(Stored data entries)

//! LibreTranslate, a community machine-translation service.

use crate::backend::{
    endpoint, language_code, status_error, transport_error, BackendKind, BackendTranslation,
    TranslationBackend,
};
use crate::error::{PolyglotError, Result};
use crate::language::{Language, SourceLanguage};
use async_trait::async_trait;
use reqwest::Client;
use serde::{Deserialize, Serialize};
use tracing::debug;

const DEFAULT_BASE_URL: &str = "https://libretranslate.com";

pub struct LibreTranslateBackend {
    id: String,
    client: Client,
    base_url: String,
    api_key: Option<String>,
    max_text_length: usize,
}

impl LibreTranslateBackend {
    pub fn new() -> Self {
        Self {
            id: BackendKind::LibreTranslate.to_string(),
            client: Client::new(),
            base_url: DEFAULT_BASE_URL.to_string(),
            api_key: None,
            max_text_length: BackendKind::LibreTranslate.default_max_text_length(),
        }
    }

    pub fn with_id(mut self, id: impl Into<String>) -> Self {
        self.id = id.into();
        self
    }

    /// Point at a self-hosted instance.
    pub fn with_base_url(mut self, base_url: impl Into<String>) -> Self {
        self.base_url = base_url.into();
        self
    }

    /// Public instances require a key; self-hosted ones usually don't.
    pub fn with_api_key(mut self, api_key: impl Into<String>) -> Self {
        self.api_key = Some(api_key.into());
        self
    }

    pub fn with_client(mut self, client: Client) -> Self {
        self.client = client;
        self
    }

    pub fn with_max_text_length(mut self, max_text_length: usize) -> Self {
        self.max_text_length = max_text_length;
        self
    }
}

impl Default for LibreTranslateBackend {
    fn default() -> Self {
        Self::new()
    }
}

#[derive(Serialize)]
struct LibreRequest<'a> {
    q: &'a str,
    source: &'a str,
    target: &'a str,
    format: &'a str,
    #[serde(skip_serializing_if = "Option::is_none")]
    api_key: Option<&'a str>,
}

#[derive(Deserialize, Debug)]
#[serde(rename_all = "camelCase")]
struct LibreResponse {
    translated_text: Option<String>,
    detected_language: Option<DetectedLanguage>,
    error: Option<String>,
}

#[derive(Deserialize, Debug)]
struct DetectedLanguage {
    language: String,
}

#[async_trait]
impl TranslationBackend for LibreTranslateBackend {
    async fn translate_one(
        &self,
        text: &str,
        source: SourceLanguage,
        target: &'static Language,
    ) -> Result<BackendTranslation> {
        let scheme = self.kind().scheme();
        let source_code = match source.language() {
            Some(from) => language_code(&self.id, scheme, from)?,
            None => "auto",
        };
        let target_code = language_code(&self.id, scheme, target)?;

        debug!("Translating with LibreTranslate: {} -> {}", source_code, target_code);

        let request = LibreRequest {
            q: text,
            source: source_code,
            target: target_code,
            format: "text",
            api_key: self.api_key.as_deref(),
        };

        let response = self
            .client
            .post(endpoint(&self.base_url, "translate"))
            .json(&request)
            .send()
            .await
            .map_err(|e| transport_error(&self.id, e))?;

        let status = response.status();
        let body = response
            .text()
            .await
            .map_err(|e| transport_error(&self.id, e))?;

        if !status.is_success() {
            return Err(status_error(&self.id, status, &body));
        }

        let parsed: LibreResponse = serde_json::from_str(&body).map_err(|e| {
            PolyglotError::unavailable(&self.id, format!("Failed to parse response: {}", e))
        })?;

        if let Some(error) = parsed.error {
            return Err(PolyglotError::rejected(&self.id, error));
        }

        let text = parsed.translated_text.unwrap_or_default();
        if text.trim().is_empty() {
            return Err(PolyglotError::unavailable(&self.id, "empty translation"));
        }

        Ok(BackendTranslation {
            text,
            detected_source: parsed.detected_language.map(|d| d.language),
        })
    }

    fn id(&self) -> &str {
        &self.id
    }

    fn kind(&self) -> BackendKind {
        BackendKind::LibreTranslate
    }

    fn max_text_length(&self) -> usize {
        self.max_text_length
    }
}
pub mod backend;
pub mod chunker;
pub mod config;
pub mod dispatcher;
pub mod error;
pub mod governor;
pub mod language;
pub mod retry;
pub mod server;

pub use config::Config;
pub use dispatcher::{BatchRequest, Dispatcher, TranslationRequest, TranslationResult};
pub use error::{PolyglotError, Result};
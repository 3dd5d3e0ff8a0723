//! Google Translate through the public web endpoint (`client=gtx`).
//!
//! The endpoint answers with nested arrays rather than an object:
//! `[[["Hola ","Hello ",...],["mundo","world",...]], null, "en", ...]`.
//! Segment translations are concatenated; index 2 holds the detected source.

use crate::backend::{
    endpoint, language_code, status_error, transport_error, BackendKind, BackendTranslation,
    TranslationBackend,
};
use crate::error::{PolyglotError, Result};
use crate::language::{Language, SourceLanguage};
use async_trait::async_trait;
use reqwest::Client;
use serde_json::Value;
use tracing::debug;

const DEFAULT_BASE_URL: &str = "https://translate.googleapis.com";

pub struct GoogleBackend {
    id: String,
    client: Client,
    base_url: String,
    max_text_length: usize,
}

impl GoogleBackend {
    pub fn new() -> Self {
        Self {
            id: BackendKind::Google.to_string(),
            client: Client::new(),
            base_url: DEFAULT_BASE_URL.to_string(),
            max_text_length: BackendKind::Google.default_max_text_length(),
        }
    }

    pub fn with_id(mut self, id: impl Into<String>) -> Self {
        self.id = id.into();
        self
    }

    pub fn with_base_url(mut self, base_url: impl Into<String>) -> Self {
        self.base_url = base_url.into();
        self
    }

    pub fn with_client(mut self, client: Client) -> Self {
        self.client = client;
        self
    }

    pub fn with_max_text_length(mut self, max_text_length: usize) -> Self {
        self.max_text_length = max_text_length;
        self
    }
}

impl Default for GoogleBackend {
    fn default() -> Self {
        Self::new()
    }
}

fn parse_response(body: &Value) -> Option<BackendTranslation> {
    let segments = body.get(0)?.as_array()?;
    let text: String = segments
        .iter()
        .filter_map(|segment| segment.get(0).and_then(Value::as_str))
        .collect();

    let detected_source = body
        .get(2)
        .and_then(Value::as_str)
        .map(str::to_string);

    Some(BackendTranslation {
        text,
        detected_source,
    })
}

#[async_trait]
impl TranslationBackend for GoogleBackend {
    async fn translate_one(
        &self,
        text: &str,
        source: SourceLanguage,
        target: &'static Language,
    ) -> Result<BackendTranslation> {
        let scheme = self.kind().scheme();
        let source_code = match source.language() {
            Some(from) => language_code(&self.id, scheme, from)?,
            None => "auto",
        };
        let target_code = language_code(&self.id, scheme, target)?;

        debug!("Translating with Google: {} -> {}", source_code, target_code);

        let response = self
            .client
            .get(endpoint(&self.base_url, "translate_a/single"))
            .query(&[
                ("client", "gtx"),
                ("sl", source_code),
                ("tl", target_code),
                ("dt", "t"),
                ("q", text),
            ])
            .send()
            .await
            .map_err(|e| transport_error(&self.id, e))?;

        let status = response.status();
        let body = response
            .text()
            .await
            .map_err(|e| transport_error(&self.id, e))?;

        if !status.is_success() {
            return Err(status_error(&self.id, status, &body));
        }

        let value: Value = serde_json::from_str(&body).map_err(|e| {
            PolyglotError::unavailable(&self.id, format!("Failed to parse response: {}", e))
        })?;

        let translation = parse_response(&value)
            .filter(|t| !t.text.trim().is_empty())
            .ok_or_else(|| PolyglotError::unavailable(&self.id, "empty translation"))?;

        Ok(translation)
    }

    fn id(&self) -> &str {
        &self.id
    }

    fn kind(&self) -> BackendKind {
        BackendKind::Google
    }

    fn max_text_length(&self) -> usize {
        self.max_text_length
    }
}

Task brief -
Repeat all of the records, letter for letter.

Exercise output -
//! LibreTranslate, a community machine-translation service.

use crate::backend::{
    endpoint, language_code, status_error, transport_error, BackendKind, BackendTranslation,
    TranslationBackend,
};
use crate::error::{PolyglotError, Result};
use crate::language::{Language, SourceLanguage};
use async_trait::async_trait;
use reqwest::Client;
use serde::{Deserialize, Serialize};
use tracing::debug;

const DEFAULT_BASE_URL: &str = "https://libretranslate.com";

pub struct LibreTranslateBackend {
    id: String,
    client: Client,
    base_url: String,
    api_key: Option<String>,
    max_text_length: usize,
}

impl LibreTranslateBackend {
    pub fn new() -> Self {
        Self {
            id: BackendKind::LibreTranslate.to_string(),
            client: Client::new(),
            base_url: DEFAULT_BASE_URL.to_string(),
            api_key: None,
            max_text_length: BackendKind::LibreTranslate.default_max_text_length(),
        }
    }

    pub fn with_id(mut self, id: impl Into<String>) -> Self {
        self.id = id.into();
        self
    }

    /// Point at a self-hosted instance.
    pub fn with_base_url(mut self, base_url: impl Into<String>) -> Self {
        self.base_url = base_url.into();
        self
    }

    /// Public instances require a key; self-hosted ones usually don't.
    pub fn with_api_key(mut self, api_key: impl Into<String>) -> Self {
        self.api_key = Some(api_key.into());
        self
    }

    pub fn with_client(mut self, client: Client) -> Self {
        self.client = client;
        self
    }

    pub fn with_max_text_length(mut self, max_text_length: usize) -> Self {
        self.max_text_length = max_text_length;
        self
    }
}

impl Default for LibreTranslateBackend {
    fn default() -> Self {
        Self::new()
    }
}

#[derive(Serialize)]
struct LibreRequest<'a> {
    q: &'a str,
    source: &'a str,
    target: &'a str,
    format: &'a str,
    #[serde(skip_serializing_if = "Option::is_none")]
    api_key: Option<&'a str>,
}

#[derive(Deserialize, Debug)]
#[serde(rename_all = "camelCase")]
struct LibreResponse {
    translated_text: Option<String>,
    detected_language: Option<DetectedLanguage>,
    error: Option<String>,
}

#[derive(Deserialize, Debug)]
struct DetectedLanguage {
    language: String,
}

#[async_trait]
impl TranslationBackend for LibreTranslateBackend {
    async fn translate_one(
        &self,
        text: &str,
        source: SourceLanguage,
        target: &'static Language,
    ) -> Result<BackendTranslation> {
        let scheme = self.kind().scheme();
        let source_code = match source.language() {
            Some(from) => language_code(&self.id, scheme, from)?,
            None => "auto",
        };
        let target_code = language_code(&self.id, scheme, target)?;

        debug!("Translating with LibreTranslate: {} -> {}", source_code, target_code);

        let request = LibreRequest {
            q: text,
            source: source_code,
            target: target_code,
            format: "text",
            api_key: self.api_key.as_deref(),
        };

        let response = self
            .client
            .post(endpoint(&self.base_url, "translate"))
            .json(&request)
            .send()
            .await
            .map_err(|e| transport_error(&self.id, e))?;

        let status = response.status();
        let body = response
            .text()
            .await
            .map_err(|e| transport_error(&self.id, e))?;

        if !status.is_success() {
            return Err(status_error(&self.id, status, &body));
        }

        let parsed: LibreResponse = serde_json::from_str(&body).map_err(|e| {
            PolyglotError::unavailable(&self.id, format!("Failed to parse response: {}", e))
        })?;

        if let Some(error) = parsed.error {
            return Err(PolyglotError::rejected(&self.id, error));
        }

        let text = parsed.translated_text.unwrap_or_default();
        if text.trim().is_empty() {
            return Err(PolyglotError::unavailable(&self.id, "empty translation"));
        }

        Ok(BackendTranslation {
            text,
            detected_source: parsed.detected_language.map(|d| d.language),
        })
    }

    fn id(&self) -> &str {
        &self.id
    }

    fn kind(&self) -> BackendKind {
        BackendKind::LibreTranslate
    }

    fn max_text_length(&self) -> usize {
        self.max_text_length
    }
}
pub mod backend;
pub mod chunker;
pub mod config;
pub mod dispatcher;
pub mod error;
pub mod governor;
pub mod language;
pub mod retry;
pub mod server;

pub use config::Config;
pub use dispatcher::{BatchRequest, Dispatcher, TranslationRequest, TranslationResult};
pub use error::{PolyglotError, Result};
repository 3dd5d3e0ff8a0723
//! Google Translate through the public web endpoint (`client=gtx`).
//!
//! The endpoint answers with nested arrays rather than an object:
//! `[[["Hola ","Hello ",...],["mundo","world",...]], null, "en", ...]`.
//! Segment translations are concatenated; index 2 holds the detected source.

use crate::backend::{
    endpoint, language_code, status_error, transport_error, BackendKind, BackendTranslation,
    TranslationBackend,
};
use crate::error::{PolyglotError, Result};
use crate::language::{Language, SourceLanguage};
use async_trait::async_trait;
use reqwest::Client;
use serde_json::Value;
use tracing::debug;

const DEFAULT_BASE_URL: &str = "https://translate.googleapis.com";

pub struct GoogleBackend {
    id: String,
    client: Client,
    base_url: String,
    max_text_length: usize,
}

impl GoogleBackend {
    pub fn new() -> Self {
        Self {
            id: BackendKind::Google.to_string(),
            client: Client::new(),
            base_url: DEFAULT_BASE_URL.to_string(),
            max_text_length: BackendKind::Google.default_max_text_length(),
        }
    }

    pub fn with_id(mut self, id: impl Into<String>) -> Self {
        self.id = id.into();
        self
    }

    pub fn with_base_url(mut self, base_url: impl Into<String>) -> Self {
        self.base_url = base_url.into();
        self
    }

    pub fn with_client(mut self, client: Client) -> Self {
        self.client = client;
        self
    }

    pub fn with_max_text_length(mut self, max_text_length: usize) -> Self {
        self.max_text_length = max_text_length;
        self
    }
}

impl Default for GoogleBackend {
    fn default() -> Self {
        Self::new()
    }
}

fn parse_response(body: &Value) -> Option<BackendTranslation> {
    let segments = body.get(0)?.as_array()?;
    let text: String = segments
        .iter()
        .filter_map(|segment| segment.get(0).and_then(Value::as_str))
        .collect();

    let detected_source = body
        .get(2)
        .and_then(Value::as_str)
        .map(str::to_string);

    Some(BackendTranslation {
        text,
        detected_source,
    })
}

#[async_trait]
impl TranslationBackend for GoogleBackend {
    async fn translate_one(
        &self,
        text: &str,
        source: SourceLanguage,
        target: &'static Language,
    ) -> Result<BackendTranslation> {
        let scheme = self.kind().scheme();
        let source_code = match source.language() {
            Some(from) => language_code(&self.id, scheme, from)?,
            None => "auto",
        };
        let target_code = language_code(&self.id, scheme, target)?;

        debug!("Translating with Google: {} -> {}", source_code, target_code);

        let response = self
            .client
            .get(endpoint(&self.base_url, "translate_a/single"))
            .query(&[
                ("client", "gtx"),
                ("sl", source_code),
                ("tl", target_code),
                ("dt", "t"),
                ("q", text),
            ])
            .send()
            .await
            .map_err(|e| transport_error(&self.id, e))?;

        let status = response.status();
        let body = response
            .text()
            .await
            .map_err(|e| transport_error(&self.id, e))?;

        if !status.is_success() {
            return Err(status_error(&self.id, status, &body));
        }

        let value: Value = serde_json::from_str(&body).map_err(|e| {
            PolyglotError::unavailable(&self.id, format!("Failed to parse response: {}", e))
        })?;

        let translation = parse_response(&value)
            .filter(|t| !t.text.trim().is_empty())
            .ok_or_else(|| PolyglotError::unavailable(&self.id, "empty translation"))?;

        Ok(translation)
    }

    fn id(&self) -> &str {
        &self.id
    }

    fn kind(&self) -> BackendKind {
        BackendKind::Google
    }

    fn max_text_length(&self) -> usize {
        self.max_text_length
    }
}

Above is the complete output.